Design/methodology/approach
I-optimal design methodology is used to plan the experiments by means of Minitab-17.1 software. Samples are manufactured using Stratsys FDM 400mc and tested as per ISO standards. Additionally, an artificial neural network model was developed and compared to the regression model in order to select an appropriate model for optimisation. Finally, the genetic algorithm (GA) solver is executed for improvement of tensile strength of FDM built PC components.
Findings
This study demonstrates that the selected process parameters (raster angle, raster to raster air gap, build orientation about Y axis and the number of contours) had significant effect on tensile strength with raster angle being the most influential factor. Increasing the build orientation about Y axis produced specimens with compact structures that resulted in improved fracture resistance.

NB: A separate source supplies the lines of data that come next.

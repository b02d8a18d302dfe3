//! The import pipeline: export in, indexed messages out.
//!
//! [`messages_from_file`] composes the stages:
//!
//! 1. [`file_to_text`](crate::source::file_to_text) gets transcript text,
//!    turning acquisition failures into a notification and empty text
//! 2. [`parse_transcript`] runs the grammar and assigns positions
//! 3. [`replace_encryption_message_author`] clears the fabricated author of
//!    the encryption notice
//!
//! Parse failures propagate to the caller.
//!
//! # Example
//!
//! ```rust
//! use chatsift::import::messages_from_file;
//! use chatsift::notify::TracingNotifier;
//! use chatsift::source::ChatFile;
//!
//! # async fn example() -> chatsift::Result<()> {
//! let file = ChatFile::raw("[1/15/24, 10:30 AM] Alice: Hello\n[1/15/24, 10:31 AM] Bob: Hi");
//! let messages = messages_from_file(Some(&file), &TracingNotifier).await?;
//!
//! assert_eq!(messages.len(), 2);
//! assert_eq!(messages[1].index, 1);
//! # Ok(())
//! # }
//! ```
//!
//! Imports are independent: each call owns its archive handle and messages.
//! A caller that starts a newer import is responsible for ignoring the
//! results of older ones.

use tracing::debug;

use crate::Message;
use crate::config::ParseOptions;
use crate::core::redact::replace_encryption_message_author;
use crate::error::Result;
use crate::notify::Notifier;
use crate::parser::TranscriptGrammar;
use crate::parsers::WhatsAppParser;
use crate::source::{ChatFile, file_to_text};

/// Parses transcript text into messages indexed by position.
///
/// Attachment references are resolved only when `is_from_archive` is set,
/// since pasted text has no media next to it. Empty text gives no messages.
///
/// # Errors
///
/// Returns whatever the grammar rejects the text with, typically
/// [`ChatsiftError::Parse`](crate::ChatsiftError::Parse) or
/// [`ChatsiftError::InvalidFormat`](crate::ChatsiftError::InvalidFormat).
pub fn parse_transcript<G>(grammar: &G, text: &str, is_from_archive: bool) -> Result<Vec<Message>>
where
    G: TranscriptGrammar + ?Sized,
{
    let options = ParseOptions::new().with_parse_attachments(is_from_archive);
    let parsed = grammar.parse_str(text, options)?;

    debug!(
        grammar = grammar.name(),
        messages = parsed.len(),
        attachments = is_from_archive,
        "transcript parsed"
    );

    Ok(parsed
        .into_iter()
        .enumerate()
        .map(|(index, msg)| msg.into_message(index))
        .collect())
}

/// Imports an export with a caller-chosen grammar.
///
/// Acquisition failures reach `notifier` and result in `Ok(vec![])`.
pub async fn messages_from_file_with<G>(
    file: Option<&ChatFile>,
    grammar: &G,
    notifier: &dyn Notifier,
) -> Result<Vec<Message>>
where
    G: TranscriptGrammar + ?Sized,
{
    let text = file_to_text(file, notifier).await;
    let is_from_archive = file.is_some_and(ChatFile::is_archive);

    let messages = parse_transcript(grammar, &text, is_from_archive)?;
    Ok(replace_encryption_message_author(messages))
}

/// Imports a WhatsApp export, reading timestamps in local time.
pub async fn messages_from_file(file: Option<&ChatFile>, notifier: &dyn Notifier) -> Result<Vec<Message>> {
    messages_from_file_with(file, &WhatsAppParser::new(), notifier).await
}
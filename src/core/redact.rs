//! Removal of the fabricated author on the encryption notice.
//!
//! Some exports write the "Messages and calls are end-to-end encrypted"
//! notice as if a participant had sent it (often whoever sorts first). Left
//! alone, that participant gets a message they never wrote. Only the head of
//! the transcript is scanned: the notice is always among the first lines,
//! and users who later talk about "end-to-end" keep their authorship.

use tracing::debug;

use crate::Message;

/// Substring identifying the encryption notice.
pub const ENCRYPTION_NOTICE_MARKER: &str = "end-to-end";

/// Number of leading messages scanned for the notice.
pub const ENCRYPTION_NOTICE_WINDOW: usize = 10;

/// Clears the author of encryption notices among the first
/// [`ENCRYPTION_NOTICE_WINDOW`] messages.
///
/// Messages are never dropped or reordered.
///
/// # Example
///
/// ```
/// use chatsift::Message;
/// use chatsift::core::redact::replace_encryption_message_author;
/// use chrono::Utc;
///
/// let now = Utc::now();
/// let messages = vec![
///     Message::new(0, now, Some("Alice"), "Messages and calls are end-to-end encrypted."),
///     Message::new(1, now, Some("Alice"), "Hi Bob"),
/// ];
///
/// let messages = replace_encryption_message_author(messages);
/// assert!(messages[0].author.is_none());
/// assert_eq!(messages[1].author(), Some("Alice"));
/// ```
pub fn replace_encryption_message_author(mut messages: Vec<Message>) -> Vec<Message> {
    let mut redacted = 0usize;

    for msg in messages.iter_mut().take(ENCRYPTION_NOTICE_WINDOW) {
        if msg.message.contains(ENCRYPTION_NOTICE_MARKER) && msg.author.take().is_some() {
            redacted += 1;
        }
    }

    if redacted > 0 {
        debug!(redacted, "cleared author on encryption notice");
    }
    messages
}

#[cfg(test)]
mod tests {
    use super::*;
    use chrono::{TimeZone, Utc};

    fn messages_with_notice_at(position: usize, total: usize) -> Vec<Message> {
        let date = Utc.with_ymd_and_hms(2024, 1, 15, 10, 0, 0).unwrap();
        (0..total)
            .map(|i| {
                let text = if i == position {
                    "Messages and calls are end-to-end encrypted."
                } else {
                    "hello"
                };
                Message::new(i, date, Some("Alice"), text)
            })
            .collect()
    }

    #[test]
    fn test_notice_inside_window_is_redacted() {
        let messages = replace_encryption_message_author(messages_with_notice_at(9, 11));
        assert!(messages[9].author.is_none());
        assert!(messages.iter().filter(|m| m.author.is_none()).count() == 1);
    }

    #[test]
    fn test_notice_outside_window_keeps_author() {
        let messages = replace_encryption_message_author(messages_with_notice_at(10, 11));
        assert_eq!(messages[10].author(), Some("Alice"));
        assert!(messages.iter().all(|m| m.author.is_some()));
    }

    #[test]
    fn test_order_and_length_preserved() {
        let original = messages_with_notice_at(0, 5);
        let messages = replace_encryption_message_author(original.clone());
        assert_eq!(messages.len(), original.len());
        for (before, after) in original.iter().zip(&messages) {
            assert_eq!(before.index, after.index);
            assert_eq!(before.message, after.message);
        }
    }

    #[test]
    fn test_empty_input() {
        assert!(replace_encryption_message_author(vec![]).is_empty());
    }

    #[test]
    fn test_matching_is_case_sensitive() {
        let date = Utc.with_ymd_and_hms(2024, 1, 15, 10, 0, 0).unwrap();
        let messages = vec![Message::new(0, date, Some("Bob"), "END-TO-END rocks")];
        let messages = replace_encryption_message_author(messages);
        assert_eq!(messages[0].author(), Some("Bob"));
    }
}
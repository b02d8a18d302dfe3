//! Error types for chatsift.
//!
//! Two layers of errors exist:
//!
//! - [`AcquisitionError`] covers everything that can go wrong while getting
//!   transcript text out of an export (missing transcript, corrupt archive,
//!   undecodable entry). The import pipeline absorbs these at the boundary
//!   between acquisition and parsing, so they never reach the message model.
//! - [`ChatsiftError`] covers everything that propagates to the caller:
//!   malformed transcripts, malformed date inputs, undecodable raw input.

use std::io;
use std::string::FromUtf8Error;

use thiserror::Error;

/// A specialized [`Result`] type for chatsift operations.
///
/// # Example
///
/// ```rust
/// use chatsift::error::Result;
/// use chatsift::Message;
///
/// fn my_function() -> Result<Vec<Message>> {
///     Ok(vec![])
/// }
/// ```
pub type Result<T> = std::result::Result<T, ChatsiftError>;

/// The error type for operations whose failures reach the caller.
#[derive(Debug, Error)]
#[non_exhaustive]
pub enum ChatsiftError {
    /// The transcript text could not be interpreted by the grammar.
    #[error("Failed to parse {format} transcript{}: {source}", line.map(|l| format!(" (line {l})")).unwrap_or_default())]
    Parse {
        /// The grammar that rejected the text (e.g., "WhatsApp TXT")
        format: &'static str,
        /// The underlying parse error
        #[source]
        source: ParseErrorKind,
        /// One-based line number, if the failure is tied to a line
        line: Option<usize>,
    },

    /// The text doesn't look like the expected export format at all.
    #[error("Invalid {format} format: {message}")]
    InvalidFormat {
        /// The format that was expected
        format: &'static str,
        /// Description of what's wrong
        message: String,
    },

    /// A date input string could not be read as a calendar date.
    #[error("Invalid date '{input}'. Expected format: {expected}")]
    InvalidDate {
        /// The invalid date string that was provided
        input: String,
        /// Expected format description
        expected: &'static str,
    },

    /// Raw input bytes were neither an archive nor valid UTF-8 text.
    #[error("UTF-8 encoding error in {context}: {source}")]
    Utf8 {
        /// Description of where the error occurred
        context: String,
        /// The underlying UTF-8 error
        #[source]
        source: FromUtf8Error,
    },

    /// Transcript acquisition failed, returned by
    /// [`try_file_to_text`](crate::source::try_file_to_text).
    #[error(transparent)]
    Acquisition(#[from] AcquisitionError),
}

/// Kinds of parse errors that can occur.
#[derive(Debug, Error)]
pub enum ParseErrorKind {
    /// A header matched but its date or time is not a real instant
    #[error("invalid timestamp '{0}'")]
    Timestamp(String),
    /// Regex/pattern matching error
    #[error("{0}")]
    Pattern(String),
}

/// Failures while locating or decoding the transcript inside an export.
#[derive(Debug, Error)]
#[non_exhaustive]
pub enum AcquisitionError {
    /// The archive has no entry that looks like a chat transcript.
    #[error("No txt files found in archive")]
    NoTranscriptFound,

    /// The archive is corrupt or the selected entry could not be decoded.
    #[error("Failed to read archive{}: {source}", entry.as_ref().map(|e| format!(" entry '{e}'")).unwrap_or_default())]
    ArchiveDecodeFailure {
        /// The entry being decoded, if the failure happened past the index
        entry: Option<String>,
        /// The underlying decode error
        #[source]
        source: DecodeErrorKind,
    },
}

/// Kinds of archive decode errors.
#[derive(Debug, Error)]
pub enum DecodeErrorKind {
    /// The zip container itself is malformed
    #[error("{0}")]
    Zip(#[from] zip::result::ZipError),
    /// Reading the entry stream failed
    #[error("{0}")]
    Io(#[from] io::Error),
    /// The entry is not UTF-8 text
    #[error("{0}")]
    Utf8(#[from] FromUtf8Error),
    /// The background decode task did not complete
    #[error("{0}")]
    Task(#[from] tokio::task::JoinError),
}

// ============================================================================
// Convenience constructors
// ============================================================================

impl ChatsiftError {
    /// Creates a parse error for the WhatsApp grammar.
    pub fn whatsapp_parse(message: impl Into<String>, line: Option<usize>) -> Self {
        ChatsiftError::Parse {
            format: "WhatsApp TXT",
            source: ParseErrorKind::Pattern(message.into()),
            line,
        }
    }

    /// Creates a timestamp parse error for the WhatsApp grammar.
    pub fn whatsapp_timestamp(raw: impl Into<String>, line: usize) -> Self {
        ChatsiftError::Parse {
            format: "WhatsApp TXT",
            source: ParseErrorKind::Timestamp(raw.into()),
            line: Some(line),
        }
    }

    /// Creates an invalid format error.
    pub fn invalid_format(format: &'static str, message: impl Into<String>) -> Self {
        ChatsiftError::InvalidFormat {
            format,
            message: message.into(),
        }
    }

    /// Creates an invalid date error.
    pub fn invalid_date(input: impl Into<String>) -> Self {
        ChatsiftError::InvalidDate {
            input: input.into(),
            expected: "YYYY-MM-DD",
        }
    }

    /// Returns `true` if this is a parse error.
    pub fn is_parse(&self) -> bool {
        matches!(self, ChatsiftError::Parse { .. })
    }

    /// Returns `true` if this is an invalid format error.
    pub fn is_invalid_format(&self) -> bool {
        matches!(self, ChatsiftError::InvalidFormat { .. })
    }

    /// Returns `true` if this is a date-related error.
    pub fn is_invalid_date(&self) -> bool {
        matches!(self, ChatsiftError::InvalidDate { .. })
    }
}

impl AcquisitionError {
    /// Creates a decode failure that happened while indexing the archive.
    pub fn corrupt(source: impl Into<DecodeErrorKind>) -> Self {
        AcquisitionError::ArchiveDecodeFailure {
            entry: None,
            source: source.into(),
        }
    }

    /// Creates a decode failure for a specific entry.
    pub fn entry(name: impl Into<String>, source: impl Into<DecodeErrorKind>) -> Self {
        AcquisitionError::ArchiveDecodeFailure {
            entry: Some(name.into()),
            source: source.into(),
        }
    }

    /// Returns `true` if no transcript-like entry was found.
    pub fn is_no_transcript(&self) -> bool {
        matches!(self, AcquisitionError::NoTranscriptFound)
    }

    /// Returns `true` if the archive or entry could not be decoded.
    pub fn is_decode_failure(&self) -> bool {
        matches!(self, AcquisitionError::ArchiveDecodeFailure { .. })
    }
}
//! Filter messages by calendar date range.
//!
//! Date inputs are calendar days (`YYYY-MM-DD`) in local time, while messages
//! carry instants. [`boundary_date`] turns a day into the first or last
//! instant it covers, and [`filter_messages_by_date`] keeps messages between
//! two instants, both ends inclusive.
//!
//! # Boundaries
//!
//! | Kind | Instant |
//! |------|---------|
//! | [`BoundaryKind::Start`] | end of the previous day + 1 ms (local midnight) |
//! | [`BoundaryKind::End`] | start of the next day - 1 ms |
//!
//! Both are computed from day boundaries in the target time zone, so a day
//! that is 23 or 25 hours long because of DST is covered exactly.
//!
//! # Example
//!
//! ```
//! use chatsift::Message;
//! use chatsift::core::filter::DateRange;
//! use chrono::{TimeZone, Utc};
//!
//! # fn main() -> chatsift::Result<()> {
//! let messages = vec![
//!     Message::new(0, Utc.with_ymd_and_hms(2024, 1, 1, 12, 0, 0).unwrap(), Some("Alice"), "Old"),
//!     Message::new(1, Utc.with_ymd_and_hms(2024, 6, 15, 12, 0, 0).unwrap(), Some("Alice"), "New"),
//! ];
//!
//! let range = DateRange::from_date_inputs_in("2024-06-01", "2024-12-31", &Utc)?;
//! let filtered = range.filter(&messages);
//! assert_eq!(filtered.len(), 1);
//! assert_eq!(filtered[0].message, "New");
//! assert_eq!(filtered[0].index, 1);
//! # Ok(())
//! # }
//! ```

use std::fmt;
use std::str::FromStr;

use chrono::{DateTime, Local, NaiveDate, TimeDelta, TimeZone, Utc};
use serde::{Deserialize, Serialize};

use super::calendar::{end_of_day, local_date, start_of_day};
use crate::Message;
use crate::error::{ChatsiftError, Result};

const DATE_INPUT_FORMAT: &str = "%Y-%m-%d";

/// Which end of a calendar day a boundary marks.
#[derive(Debug, Clone, Copy, PartialEq, Eq, Hash, Serialize, Deserialize)]
#[serde(rename_all = "lowercase")]
pub enum BoundaryKind {
    /// Earliest instant of the day.
    Start,
    /// Latest instant of the day.
    End,
}

impl FromStr for BoundaryKind {
    type Err = String;

    fn from_str(s: &str) -> std::result::Result<Self, Self::Err> {
        match s.to_lowercase().as_str() {
            "start" => Ok(BoundaryKind::Start),
            "end" => Ok(BoundaryKind::End),
            _ => Err(format!("Unknown boundary kind: {s}. Expected: start, end")),
        }
    }
}

impl fmt::Display for BoundaryKind {
    fn fmt(&self, f: &mut fmt::Formatter<'_>) -> fmt::Result {
        match self {
            BoundaryKind::Start => write!(f, "start"),
            BoundaryKind::End => write!(f, "end"),
        }
    }
}

/// Returns the first or last instant of `date` in `tz`.
///
/// # Errors
///
/// Returns [`ChatsiftError::InvalidDate`] when the boundary falls outside
/// the representable range (the first or last supported day).
pub fn boundary_date<Tz: TimeZone>(kind: BoundaryKind, date: NaiveDate, tz: &Tz) -> Result<DateTime<Utc>> {
    let boundary = match kind {
        BoundaryKind::Start => date
            .pred_opt()
            .and_then(|prev| end_of_day(prev, tz))
            .and_then(|end| end.checked_add_signed(TimeDelta::milliseconds(1)))
            .or_else(|| start_of_day(date, tz)),
        BoundaryKind::End => end_of_day(date, tz),
    };

    boundary.ok_or_else(|| ChatsiftError::invalid_date(date.format(DATE_INPUT_FORMAT).to_string()))
}

/// Parses a `YYYY-MM-DD` input and returns its boundary in local time.
///
/// # Errors
///
/// Returns [`ChatsiftError::InvalidDate`] if `input` is not a valid date.
///
/// # Example
///
/// ```
/// use chatsift::core::filter::{BoundaryKind, convert_date_input_string_into_date};
///
/// let start = convert_date_input_string_into_date(BoundaryKind::Start, "2023-06-10")?;
/// let end = convert_date_input_string_into_date(BoundaryKind::End, "2023-06-10")?;
/// assert!(start < end);
///
/// assert!(convert_date_input_string_into_date(BoundaryKind::Start, "10/06/2023").is_err());
/// # Ok::<(), chatsift::ChatsiftError>(())
/// ```
pub fn convert_date_input_string_into_date(kind: BoundaryKind, input: &str) -> Result<DateTime<Utc>> {
    convert_date_input_string_into_date_in(kind, input, &Local)
}

/// Parses a `YYYY-MM-DD` input and returns its boundary in `tz`.
pub fn convert_date_input_string_into_date_in<Tz: TimeZone>(
    kind: BoundaryKind,
    input: &str,
    tz: &Tz,
) -> Result<DateTime<Utc>> {
    let date = NaiveDate::parse_from_str(input.trim(), DATE_INPUT_FORMAT)
        .map_err(|_| ChatsiftError::invalid_date(input))?;
    boundary_date(kind, date, tz)
}

/// Inclusive range of instants.
///
/// A range whose start is after its end is empty; the ends are never swapped.
#[derive(Debug, Clone, Copy, PartialEq, Eq, Serialize, Deserialize)]
pub struct DateRange {
    /// First instant included.
    pub start: DateTime<Utc>,
    /// Last instant included.
    pub end: DateTime<Utc>,
}

impl DateRange {
    /// Creates a range from two instants.
    pub fn new(start: DateTime<Utc>, end: DateTime<Utc>) -> Self {
        Self { start, end }
    }

    /// Builds the range covering two `YYYY-MM-DD` inputs in local time.
    ///
    /// # Errors
    ///
    /// Returns [`ChatsiftError::InvalidDate`] if either input is malformed.
    pub fn from_date_inputs(start: &str, end: &str) -> Result<Self> {
        Self::from_date_inputs_in(start, end, &Local)
    }

    /// Builds the range covering two `YYYY-MM-DD` inputs in `tz`.
    pub fn from_date_inputs_in<Tz: TimeZone>(start: &str, end: &str, tz: &Tz) -> Result<Self> {
        Ok(Self {
            start: convert_date_input_string_into_date_in(BoundaryKind::Start, start, tz)?,
            end: convert_date_input_string_into_date_in(BoundaryKind::End, end, tz)?,
        })
    }

    /// Returns `true` if `instant` lies within the range.
    pub fn contains(&self, instant: DateTime<Utc>) -> bool {
        self.start <= instant && instant <= self.end
    }

    /// Returns `true` if no instant can satisfy the range.
    pub fn is_empty(&self) -> bool {
        self.start > self.end
    }

    /// Keeps the messages dated within the range.
    pub fn filter(&self, messages: &[Message]) -> Vec<Message> {
        if self.is_empty() {
            return Vec::new();
        }
        messages
            .iter()
            .filter(|msg| self.contains(msg.date))
            .cloned()
            .collect()
    }
}

/// Keeps messages with `start <= date <= end`.
///
/// Order and `index` of kept messages are unchanged.
pub fn filter_messages_by_date(messages: &[Message], start: DateTime<Utc>, end: DateTime<Utc>) -> Vec<Message> {
    DateRange::new(start, end).filter(messages)
}

/// Dates of the first and last message.
///
/// Both ends are the current instant when there are no messages.
pub fn extract_start_end_dates(messages: &[Message]) -> DateRange {
    match (messages.first(), messages.last()) {
        (Some(first), Some(last)) => DateRange::new(first.date, last.date),
        _ => {
            let now = Utc::now();
            DateRange::new(now, now)
        }
    }
}

/// Renders the local calendar date of `instant` as `YYYY-MM-DD`.
pub fn iso_date_string(instant: DateTime<Utc>) -> String {
    iso_date_string_in(instant, &Local)
}

/// Renders the calendar date of `instant` in `tz` as `YYYY-MM-DD`.
pub fn iso_date_string_in<Tz: TimeZone>(instant: DateTime<Utc>, tz: &Tz) -> String {
    local_date(instant, tz).format(DATE_INPUT_FORMAT).to_string()
}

Research limitations/implications
The fitted regression model has a p-value less than 0.05 which suggests that the model terms significantly represent the tensile strength of PC samples. Further, from the normal probability plot it was found that the residuals follow a straight line, thus the developed model provides adequate predictions. Furthermore, from the validation runs, a close agreement between the predicted and actual values was seen along the reference line which further supports satisfactory model predictions.
Practical implications
This study successfully investigated the effects of the selected process parameters - raster angle, raster to raster air gap, build orientation about Y axis and the number of contours - on tensile strength of PC samples utilising the I-optimal design and ANOVA. In addition, for prediction of the part strength, regression and ANN models were developed. The selected ANN model was optimised using the GA-solver for determination of optimal parameter settings.
Originality/value
The proposed ANN-GA approach is more appropriate to establish the non-linear relationship between the selected process parameters and tensile strength. Further, the proposed ANN-GA methodology can assist in manufacture of various industrial products with Nylon, polyethylene terephthalate glycol (PETG) and PET as new 3DP materials.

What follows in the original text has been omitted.